=== Section Start ===

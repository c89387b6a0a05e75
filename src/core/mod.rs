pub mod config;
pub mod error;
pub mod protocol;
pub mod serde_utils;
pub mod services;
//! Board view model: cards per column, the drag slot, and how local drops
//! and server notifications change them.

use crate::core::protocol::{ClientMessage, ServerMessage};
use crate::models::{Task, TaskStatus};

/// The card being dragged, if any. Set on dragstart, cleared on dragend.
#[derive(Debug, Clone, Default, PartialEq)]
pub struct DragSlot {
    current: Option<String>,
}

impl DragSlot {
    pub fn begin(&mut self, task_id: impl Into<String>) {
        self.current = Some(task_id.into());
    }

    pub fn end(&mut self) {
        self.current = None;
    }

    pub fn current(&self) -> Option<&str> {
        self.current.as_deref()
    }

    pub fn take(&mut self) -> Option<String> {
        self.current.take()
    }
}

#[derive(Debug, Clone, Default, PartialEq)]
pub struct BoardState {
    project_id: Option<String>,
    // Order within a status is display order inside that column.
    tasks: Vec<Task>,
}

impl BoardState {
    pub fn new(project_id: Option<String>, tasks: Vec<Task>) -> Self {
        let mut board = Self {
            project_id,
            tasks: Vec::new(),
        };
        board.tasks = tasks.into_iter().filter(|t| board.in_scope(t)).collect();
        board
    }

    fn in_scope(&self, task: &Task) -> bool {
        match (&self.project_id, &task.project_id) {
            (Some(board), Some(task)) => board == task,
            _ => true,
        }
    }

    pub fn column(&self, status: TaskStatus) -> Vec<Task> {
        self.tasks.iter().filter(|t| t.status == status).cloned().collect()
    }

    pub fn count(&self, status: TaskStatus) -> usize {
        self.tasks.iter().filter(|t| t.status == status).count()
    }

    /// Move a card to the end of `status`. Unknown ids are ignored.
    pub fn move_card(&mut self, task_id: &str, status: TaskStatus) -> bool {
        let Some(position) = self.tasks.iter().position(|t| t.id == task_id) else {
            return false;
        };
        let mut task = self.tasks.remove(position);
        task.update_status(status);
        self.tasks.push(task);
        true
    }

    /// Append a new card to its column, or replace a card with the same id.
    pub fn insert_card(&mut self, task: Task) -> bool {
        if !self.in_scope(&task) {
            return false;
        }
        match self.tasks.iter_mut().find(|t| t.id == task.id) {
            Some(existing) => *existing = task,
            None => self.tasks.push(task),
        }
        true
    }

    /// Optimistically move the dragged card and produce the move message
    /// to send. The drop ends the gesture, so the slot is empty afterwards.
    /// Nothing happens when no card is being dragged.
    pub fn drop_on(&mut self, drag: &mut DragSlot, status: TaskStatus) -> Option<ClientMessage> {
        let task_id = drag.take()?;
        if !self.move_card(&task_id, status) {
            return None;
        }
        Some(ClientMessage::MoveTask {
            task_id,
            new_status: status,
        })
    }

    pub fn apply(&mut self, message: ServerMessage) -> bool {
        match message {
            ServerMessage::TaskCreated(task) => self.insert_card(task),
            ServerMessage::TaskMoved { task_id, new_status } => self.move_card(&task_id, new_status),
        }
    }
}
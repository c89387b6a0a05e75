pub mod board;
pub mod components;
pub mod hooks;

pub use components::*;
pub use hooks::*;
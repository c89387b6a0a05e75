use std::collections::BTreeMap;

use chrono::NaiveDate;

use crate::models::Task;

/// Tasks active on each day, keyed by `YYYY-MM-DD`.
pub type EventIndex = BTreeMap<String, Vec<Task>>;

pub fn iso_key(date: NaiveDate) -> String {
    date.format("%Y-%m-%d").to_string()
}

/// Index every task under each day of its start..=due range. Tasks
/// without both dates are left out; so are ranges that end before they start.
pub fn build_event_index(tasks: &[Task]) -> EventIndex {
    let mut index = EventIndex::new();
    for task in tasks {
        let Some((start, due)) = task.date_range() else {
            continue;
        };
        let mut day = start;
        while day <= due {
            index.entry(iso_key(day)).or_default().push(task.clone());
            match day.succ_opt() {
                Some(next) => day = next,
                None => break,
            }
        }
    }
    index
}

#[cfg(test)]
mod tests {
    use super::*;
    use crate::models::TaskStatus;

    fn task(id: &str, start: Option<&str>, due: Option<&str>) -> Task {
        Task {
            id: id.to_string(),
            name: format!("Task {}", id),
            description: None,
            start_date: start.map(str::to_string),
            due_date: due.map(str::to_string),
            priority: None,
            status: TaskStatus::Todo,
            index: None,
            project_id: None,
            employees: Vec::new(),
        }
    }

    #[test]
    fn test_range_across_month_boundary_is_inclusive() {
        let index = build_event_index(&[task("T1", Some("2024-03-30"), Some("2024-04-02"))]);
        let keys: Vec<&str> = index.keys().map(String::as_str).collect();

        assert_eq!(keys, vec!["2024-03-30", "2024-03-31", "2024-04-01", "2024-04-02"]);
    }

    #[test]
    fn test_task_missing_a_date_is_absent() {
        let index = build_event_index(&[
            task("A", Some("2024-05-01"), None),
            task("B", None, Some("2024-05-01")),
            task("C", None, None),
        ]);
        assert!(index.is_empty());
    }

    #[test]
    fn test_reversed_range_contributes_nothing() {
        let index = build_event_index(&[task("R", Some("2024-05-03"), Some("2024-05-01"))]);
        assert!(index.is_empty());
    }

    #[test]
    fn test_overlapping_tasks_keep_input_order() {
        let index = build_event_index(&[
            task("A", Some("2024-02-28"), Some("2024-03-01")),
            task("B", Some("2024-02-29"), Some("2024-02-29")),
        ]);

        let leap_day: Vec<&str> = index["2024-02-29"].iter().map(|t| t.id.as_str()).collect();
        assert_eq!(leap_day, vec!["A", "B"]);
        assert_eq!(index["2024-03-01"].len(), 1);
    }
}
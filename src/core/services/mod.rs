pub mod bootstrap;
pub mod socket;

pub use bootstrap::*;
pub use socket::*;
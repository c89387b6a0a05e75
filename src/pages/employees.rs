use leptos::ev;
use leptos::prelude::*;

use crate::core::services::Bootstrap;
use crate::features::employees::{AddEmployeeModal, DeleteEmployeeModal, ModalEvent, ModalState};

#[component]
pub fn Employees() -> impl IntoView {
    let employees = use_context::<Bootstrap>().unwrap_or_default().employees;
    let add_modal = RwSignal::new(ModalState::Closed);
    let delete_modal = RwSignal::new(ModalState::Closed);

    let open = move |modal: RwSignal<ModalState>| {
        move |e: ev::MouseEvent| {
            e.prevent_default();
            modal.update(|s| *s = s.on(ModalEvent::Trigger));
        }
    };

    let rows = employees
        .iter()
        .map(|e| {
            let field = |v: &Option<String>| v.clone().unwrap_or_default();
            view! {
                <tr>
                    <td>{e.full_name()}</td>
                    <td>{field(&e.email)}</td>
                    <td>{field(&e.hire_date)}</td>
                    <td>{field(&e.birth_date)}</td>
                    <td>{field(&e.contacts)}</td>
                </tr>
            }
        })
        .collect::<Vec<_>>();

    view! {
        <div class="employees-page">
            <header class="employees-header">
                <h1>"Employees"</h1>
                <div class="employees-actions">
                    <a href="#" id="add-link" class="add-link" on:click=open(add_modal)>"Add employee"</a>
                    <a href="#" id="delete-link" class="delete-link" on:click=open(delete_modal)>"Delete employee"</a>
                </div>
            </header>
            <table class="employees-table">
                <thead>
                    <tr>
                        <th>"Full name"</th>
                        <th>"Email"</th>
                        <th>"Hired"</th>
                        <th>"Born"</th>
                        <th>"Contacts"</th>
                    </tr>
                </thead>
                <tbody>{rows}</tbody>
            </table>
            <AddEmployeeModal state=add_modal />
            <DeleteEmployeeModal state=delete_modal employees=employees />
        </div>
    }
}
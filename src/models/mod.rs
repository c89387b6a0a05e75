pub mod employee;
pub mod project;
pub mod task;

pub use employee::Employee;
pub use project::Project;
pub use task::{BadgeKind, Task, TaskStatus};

=== Section End ===

◆ ACTIVITY
Read through the records above and copy the lines that contain "TaskStatus".

◆ ANSWER BELOW
use crate::models::{Task, TaskStatus};
    pub fn column(&self, status: TaskStatus) -> Vec<Task> {
    pub fn count(&self, status: TaskStatus) -> usize {
    pub fn move_card(&mut self, task_id: &str, status: TaskStatus) -> bool {
    pub fn drop_on(&mut self, drag: &mut DragSlot, status: TaskStatus) -> Option<ClientMessage> {
    use crate::models::TaskStatus;
            status: TaskStatus::Todo,
pub use task::{BadgeKind, Task, TaskStatus};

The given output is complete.